ECRIVAINS

 

 

 

 

 * Olivier BARDOLLE (critique, essayiste, dirige la maison d'édition " L'éditeur "): " Vous qui admirez tel ou tel auteur à succès, gardez-vous de l'approcher, vous pourriez en souffrir cruellement. En général, en littérature, comme en tout autre domaine, les stars sont infréquentables et vous décevront à coup sûr. Qu'en est-il de nos stars littéraires ? Houellebecq, notre nouveau Goncourt, est-il de bonne compagnie pour le quidam qui tenterait de l'approcher ? Ce sont les œuvres qu'il faut fréquenter, et non l'auteur. Celui-ci est supposé avoir mis le meilleur de lui-même dans les textes, il n'est donc pas surprenant qu'il apparaisse dans la vie comme inférieur à l'idée que l'on se fait de lui.

  C'est là la grande désillusion pour le lecteur transi, derrière le créateur, il y a l'homme et l'homme est comme tous les hommes, petit, mesquin, et parfois même ignoble.
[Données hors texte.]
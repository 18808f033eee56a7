//! User configuration settings
//!
//! Layered configuration: defaults → config file → environment variables

use std::path::{Path, PathBuf};
use std::time::Duration;

use directories::{BaseDirs, ProjectDirs};
use figment::{
    Figment,
    providers::{Env, Format, Serialized, Toml},
};
use serde::{Deserialize, Serialize};

use super::roots::read_roots_file;
use crate::error::{ConfigError, Error, Result};

/// Prefix for environment overrides (e.g. `TMUX_WARDEN_CLEAR_SCREEN=false`)
pub const ENV_PREFIX: &str = "TMUX_WARDEN_";

/// Application configuration
#[derive(Debug, Clone, PartialEq, Serialize, Deserialize)]
#[serde(default)]
pub struct Config {
    /// tmux binary to invoke
    pub tmux_binary: String,

    /// Per-command timeout in milliseconds (0 = wait forever)
    pub command_timeout_ms: u64,

    /// Session names that are never offered for closing
    pub protected_sessions: Vec<String>,

    /// Directories whose children are project directories
    pub project_roots: Vec<PathBuf>,

    /// File listing project roots, one per line; overrides `project_roots`
    pub roots_file: Option<PathBuf>,

    /// Fuzzy picker program
    pub picker_program: String,

    /// Prompt shown by the picker
    pub picker_prompt: String,

    /// Height passed to the picker
    pub picker_height: String,

    /// Name of the first window in new project sessions
    pub window_name: String,

    /// Commands typed into the first panes of new project sessions
    pub seed_commands: Vec<String>,

    /// How long status messages stay on screen, in milliseconds
    pub message_pause_ms: u64,

    /// Clear the terminal before each screen
    pub clear_screen: bool,

    /// Enable debug logging
    pub debug: bool,

    /// Log file path (defaults to the data directory)
    pub log_file: Option<PathBuf>,
}

impl Default for Config {
    fn default() -> Self {
        let home = BaseDirs::new().map(|d| d.home_dir().to_path_buf());
        let project_roots = home
            .map(|h| vec![h.join("projects"), h.join("workspace")])
            .unwrap_or_default();

        Self {
            tmux_binary: "tmux".to_string(),
            command_timeout_ms: 0,
            protected_sessions: vec!["workspace".to_string()],
            project_roots,
            roots_file: None,
            picker_program: "fzf".to_string(),
            picker_prompt: "Project: ".to_string(),
            picker_height: "90%".to_string(),
            window_name: "Multi-View".to_string(),
            seed_commands: vec!["claude".to_string(), "ranger".to_string()],
            message_pause_ms: 1500,
            clear_screen: true,
            debug: false,
            log_file: None,
        }
    }
}

impl Config {
    /// Load configuration from the default file and the environment
    pub fn load() -> Result<Self> {
        let config_path = Self::config_file_path()?;
        Self::load_from(&config_path)
    }

    /// Load configuration from a specific file and the environment
    pub fn load_from(config_path: &Path) -> Result<Self> {
        let config: Config = Figment::new()
            // Start with defaults
            .merge(Serialized::defaults(Config::default()))
            // Layer config file if it exists
            .merge(Toml::file(config_path))
            // Layer environment variables (TMUX_WARDEN_PICKER_PROGRAM, etc.)
            .merge(Env::prefixed(ENV_PREFIX))
            .extract()
            .map_err(|e| ConfigError::LoadFailed(e.to_string()))?;

        Ok(config)
    }

    /// Get the configuration file path
    pub fn config_file_path() -> Result<PathBuf> {
        let dirs = Self::project_dirs()?;
        Ok(dirs.config_dir().join("config.toml"))
    }

    /// Get the data directory path
    pub fn data_dir() -> Result<PathBuf> {
        let dirs = Self::project_dirs()?;
        Ok(dirs.data_dir().to_path_buf())
    }

    /// Get the log file path
    pub fn log_file_path(&self) -> Result<PathBuf> {
        match self.log_file {
            Some(ref path) => Ok(path.clone()),
            None => Ok(Self::data_dir()?.join("tmux-warden.log")),
        }
    }

    /// Get the roots file path
    pub fn roots_file_path(&self) -> Result<PathBuf> {
        match self.roots_file {
            Some(ref path) => Ok(path.clone()),
            None => Ok(Self::project_dirs()?.config_dir().join("roots")),
        }
    }

    /// Project roots: the roots file when it lists any, else `project_roots`
    pub fn resolve_project_roots(&self) -> Vec<PathBuf> {
        let from_file = self
            .roots_file_path()
            .ok()
            .and_then(|path| read_roots_file(&path))
            .unwrap_or_default();

        if from_file.is_empty() {
            self.project_roots.clone()
        } else {
            from_file
        }
    }

    /// Timeout for each tmux command
    pub fn command_timeout(&self) -> Option<Duration> {
        (self.command_timeout_ms > 0).then(|| Duration::from_millis(self.command_timeout_ms))
    }

    /// Pause after status messages
    pub fn message_pause(&self) -> Duration {
        Duration::from_millis(self.message_pause_ms)
    }

    /// Ensure all required directories exist
    pub fn ensure_directories(&self) -> Result<()> {
        let dirs = Self::project_dirs()?;

        std::fs::create_dir_all(dirs.config_dir()).map_err(|_e| {
            Error::Config(ConfigError::DirectoryCreationFailed(
                dirs.config_dir().to_path_buf(),
            ))
        })?;

        std::fs::create_dir_all(dirs.data_dir()).map_err(|_e| {
            Error::Config(ConfigError::DirectoryCreationFailed(
                dirs.data_dir().to_path_buf(),
            ))
        })?;

        Ok(())
    }

    /// Save current configuration to the default file
    pub fn save(&self) -> Result<PathBuf> {
        let config_path = Self::config_file_path()?;
        self.save_to(&config_path)?;
        Ok(config_path)
    }

    /// Save current configuration to a specific file
    pub fn save_to(&self, config_path: &Path) -> Result<()> {
        if let Some(parent) = config_path.parent() {
            std::fs::create_dir_all(parent).map_err(|_e| {
                Error::Config(ConfigError::DirectoryCreationFailed(parent.to_path_buf()))
            })?;
        }

        let toml = toml::to_string_pretty(self)
            .map_err(|e| ConfigError::SaveFailed(e.to_string()))?;

        std::fs::write(config_path, toml).map_err(|e| ConfigError::SaveFailed(e.to_string()))?;

        Ok(())
    }

    fn project_dirs() -> Result<ProjectDirs> {
        ProjectDirs::from("com", "tmux-warden", "tmux-warden").ok_or_else(|| {
            Error::Config(ConfigError::LoadFailed(
                "Could not determine home directory".to_string(),
            ))
        })
    }
}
Surtout lorsque l'on a affaire à ce que l'on appelle un génie. Il suffit de penser à Céline pour percevoir l'écart qui existe entre le chef -d'œuvre et le bonhomme qui, très péniblement lui a donné forme. Souvenez-vous du rêve d'Icare qui voulait s'approcher du soleil et s'est brûlé les ailes. Regardez-les de loin, à bonne distance, et repaissez-vous tranquillement de leurs livres, soyez vampires, l'essentiel est dans le texte. Rien que le texte, toujours le texte, lui seul résiste au temps. C'est d'ailleurs ce phénomène qui explique la gloire posthume, les auteurs morts ne nous cassent plus les pieds, on peut enfin les admirer tout à son aise. "
 (Tenez-vous à l'écart des monstres sacrés, Service littéraire n° 36, décembre 2010).